Beyond Slater's Condition in Online CMDPs with Stochastic and Adversarial Constraints
Francesco Emanuele Stradi, Eleonora Fidelia Chiefari, Matteo Castiglioni, Alberto Marchesi, Nicola Gatti
TL;DR
This work addresses online episodic Constrained Markov Decision Processes with both stochastic and adversarial constraints, removing the reliance on Slater-type feasibility. It introduces Weighted Constrained Optimistic Policy Search (WC-OPS), which uses optimistic loss estimation, adaptive constraint learning, and a moving feasible set updated via online mirror descent to achieve sublinear regret and constraint violation without Slater assumptions. In the stochastic setting, WC-OPS attains $\widetilde{\mathcal{O}}(\sqrt{T})$ regret and constraint violation, plus a strong positive-violation bound, while in the adversarial setting it delivers sublinear $\alpha$-regret with respect to the unconstrained optimum and sublinear violation. Theoretical guarantees are complemented by synthetic experiments showing practical effectiveness and robustness across regimes, highlighting improvements over prior best-of-both-worlds CMDP methods.
Abstract
We study \emph{online episodic Constrained Markov Decision Processes} (CMDPs) under both stochastic and adversarial constraints. We provide a novel algorithm whose guarantees greatly improve those of the state-of-the-art best-of-both-worlds algorithm introduced by Stradi et al. (2025).

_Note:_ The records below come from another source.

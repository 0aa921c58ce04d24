pub mod tracing;
pub mod xdg;
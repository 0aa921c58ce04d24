use serde::Deserialize;

/// The parsed configuration file. Every section and key is optional.
#[derive(Debug, Clone, Default, PartialEq, Eq, Deserialize)]
#[serde(default, deny_unknown_fields)]
pub struct Configuration {
    pub duration: DurationSection,
    pub points: PointsSection,
    pub message: MessageSection,
}

/// Phase lengths in minutes and the long-break cadence.
#[derive(Debug, Clone, PartialEq, Eq, Deserialize)]
#[serde(default, deny_unknown_fields)]
pub struct DurationSection {
    pub focus: u32,
    pub short_break: u32,
    pub long_break: u32,
    pub long_break_interval: u32,
}

impl Default for DurationSection {
    fn default() -> Self {
        Self {
            focus: 25,
            short_break: 5,
            long_break: 15,
            long_break_interval: 4,
        }
    }
}

#[derive(Debug, Clone, PartialEq, Eq, Deserialize)]
#[serde(default, deny_unknown_fields)]
pub struct PointsSection {
    pub base: u32,
    pub task_bonus: u32,
}

impl Default for PointsSection {
    fn default() -> Self {
        Self {
            base: 25,
            task_bonus: 10,
        }
    }
}

#[derive(Debug, Clone, PartialEq, Eq, Deserialize)]
#[serde(default, deny_unknown_fields)]
pub struct MessageSection {
    pub break_ended: String,
    pub break_skipped: String,
    pub points_fallback: String,
}

impl Default for MessageSection {
    fn default() -> Self {
        Self {
            break_ended: "Break's over! Ready to focus again?".to_owned(),
            break_skipped: "Break skipped. Start when you're ready!".to_owned(),
            points_fallback: "Points saved locally".to_owned(),
        }
    }
}

#[cfg(test)]
mod tests {
    use super::*;

    use crate::adapter::config::reader::DEFAULT_CONTENT;

    #[test]
    fn parse_partial_configuration() {
        let content = r#"
            [duration]
            focus = 50

            [points]
            task_bonus = 15
        "#;
        let config: Configuration = toml::from_str(content).unwrap();

        assert_eq!(config.duration.focus, 50);
        assert_eq!(config.duration.short_break, 5);
        assert_eq!(config.points.base, 25);
        assert_eq!(config.points.task_bonus, 15);
        assert_eq!(config.message, MessageSection::default());
    }

    #[test]
    fn default_template_matches_defaults() {
        let config: Configuration = toml::from_str(DEFAULT_CONTENT).unwrap();
        assert_eq!(config, Configuration::default());
    }

    #[test]
    fn reject_unknown_keys() {
        assert!(toml::from_str::<Configuration>("[duration]\nfocuss = 3").is_err());
    }
}
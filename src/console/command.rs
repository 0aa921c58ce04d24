use std::str::FromStr;

use snafu::prelude::*;

use crate::domain::entity::TaskRef;

/// A line typed into the console.
#[derive(Debug, Clone, PartialEq, Eq)]
pub enum ConsoleCommand {
    Start(Option<TaskRef>),
    Pause,
    Resume,
    Stop,
    Skip,
    Status,
    Help,
    Quit,
}

impl FromStr for ConsoleCommand {
    type Err = ParseCommandError;

    fn from_str(line: &str) -> Result<Self, Self::Err> {
        let mut words = line.split_whitespace();
        let keyword = words.next().context(EmptySnafu)?;

        let command = match keyword.to_ascii_lowercase().as_str() {
            "start" => {
                let task = words.next().map(|id| {
                    let title = words.collect::<Vec<_>>().join(" ");
                    TaskRef::new(id, (!title.is_empty()).then_some(title))
                });
                return Ok(Self::Start(task));
            }
            "pause" => Self::Pause,
            "resume" => Self::Resume,
            "stop" => Self::Stop,
            "skip" => Self::Skip,
            "status" => Self::Status,
            "help" => Self::Help,
            "quit" | "exit" => Self::Quit,
            _ => {
                return UnknownSnafu {
                    keyword: keyword.to_owned(),
                }
                .fail()
            }
        };

        ensure!(
            words.next().is_none(),
            UnexpectedArgumentSnafu {
                keyword: keyword.to_owned()
            }
        );
        Ok(command)
    }
}

/// An error type of parsing a [`ConsoleCommand`].
#[derive(Debug, Clone, Snafu, PartialEq, Eq)]
#[non_exhaustive]
pub enum ParseCommandError {
    #[snafu(display("Type a command, or `help` to list them"))]
    Empty,
    #[snafu(display("Unknown command `{keyword}`, type `help` to list commands"))]
    Unknown { keyword: String },
    #[snafu(display("`{keyword}` takes no arguments"))]
    UnexpectedArgument { keyword: String },
}
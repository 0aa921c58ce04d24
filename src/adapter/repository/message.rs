use std::sync::Arc;

use crate::adapter::config::Configuration;
use crate::domain::entity::NoticeMessage;
use crate::domain::repository::{GetMessageError, MessageRepository};

/// A [`MessageRepository`] implementation which reads configuration files.
pub struct MessageConfiguration {
    config: Arc<Configuration>,
}

impl MessageConfiguration {
    /// Creates a new [`MessageConfiguration`].
    pub fn new(config: Arc<Configuration>) -> Self {
        Self { config }
    }

    fn message(text: &str) -> Result<NoticeMessage, GetMessageError> {
        NoticeMessage::try_new(text.to_owned())
            .map_err(|err| GetMessageError::Invalid { source: err })
    }
}

#[async_trait::async_trait]
impl MessageRepository for MessageConfiguration {
    async fn break_ended_message(&self) -> Result<NoticeMessage, GetMessageError> {
        Self::message(&self.config.message.break_ended)
    }

    async fn break_skipped_message(&self) -> Result<NoticeMessage, GetMessageError> {
        Self::message(&self.config.message.break_skipped)
    }

    async fn points_fallback_message(&self) -> Result<NoticeMessage, GetMessageError> {
        Self::message(&self.config.message.points_fallback)
    }
}

#[cfg(test)]
mod tests {
    use super::*;

    #[tokio::test]
    async fn read_messages() {
        let mut config = Configuration::default();
        config.message.points_fallback = String::new();
        let repository = MessageConfiguration::new(Arc::new(config));

        assert_eq!(
            repository.break_ended_message().await.unwrap().text(),
            "Break's over! Ready to focus again?"
        );
        assert!(matches!(
            repository.points_fallback_message().await,
            Err(GetMessageError::Invalid { .. })
        ));
    }
}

In the stochastic regime, \emph{i.e.}, when the constraints are sampled from fixed but unknown distributions, our method achieves $\widetilde{\mathcal{O}}(\sqrt{T})$ regret and constraint violation without relying on Slater's condition, thereby handling settings where no strictly feasible solution exists. Moreover, we provide guarantees on the stronger notion of \emph{positive} constraint violation, which does not allow to recover from large violation in the early episodes by playing strictly safe policies. In the adversarial regime, \emph{i.e.}, when the constraints may change arbitrarily between episodes, our algorithm ensures sublinear constraint violation without Slater's condition, and achieves sublinear $α$-regret with respect to the \emph{unconstrained} optimum, where $α$ is a suitably defined multiplicative approximation factor. We further validate our results through synthetic experiments, showing the practical effectiveness of our algorithm.